# INPUT MATERIAL
%%
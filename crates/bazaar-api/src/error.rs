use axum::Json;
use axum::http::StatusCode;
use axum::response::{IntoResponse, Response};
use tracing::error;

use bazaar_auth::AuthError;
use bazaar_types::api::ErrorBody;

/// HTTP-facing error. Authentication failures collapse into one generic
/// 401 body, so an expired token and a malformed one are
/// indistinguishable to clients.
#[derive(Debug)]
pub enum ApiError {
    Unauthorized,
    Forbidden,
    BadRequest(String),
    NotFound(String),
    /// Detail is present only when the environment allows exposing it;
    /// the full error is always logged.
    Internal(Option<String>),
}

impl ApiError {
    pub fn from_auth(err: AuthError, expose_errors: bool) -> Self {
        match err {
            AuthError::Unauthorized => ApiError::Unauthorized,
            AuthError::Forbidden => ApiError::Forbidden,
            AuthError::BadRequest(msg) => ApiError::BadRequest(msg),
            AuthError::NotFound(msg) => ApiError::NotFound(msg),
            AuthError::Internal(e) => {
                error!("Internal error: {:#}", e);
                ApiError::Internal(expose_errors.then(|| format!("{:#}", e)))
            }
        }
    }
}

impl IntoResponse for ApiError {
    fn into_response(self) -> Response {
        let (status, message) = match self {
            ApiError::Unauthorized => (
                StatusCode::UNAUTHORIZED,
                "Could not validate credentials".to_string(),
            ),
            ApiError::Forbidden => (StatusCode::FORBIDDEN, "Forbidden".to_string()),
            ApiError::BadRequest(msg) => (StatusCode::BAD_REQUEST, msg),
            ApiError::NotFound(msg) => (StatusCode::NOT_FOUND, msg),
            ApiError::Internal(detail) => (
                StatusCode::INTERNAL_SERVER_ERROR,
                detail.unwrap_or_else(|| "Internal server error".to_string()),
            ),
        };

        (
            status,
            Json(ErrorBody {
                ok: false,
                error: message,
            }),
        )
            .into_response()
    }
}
%%
# EXERCISE DESCRIPTION
Provide the number of lines in the entries above on which the string "message" is found, and no other text.

# SOLUTION
2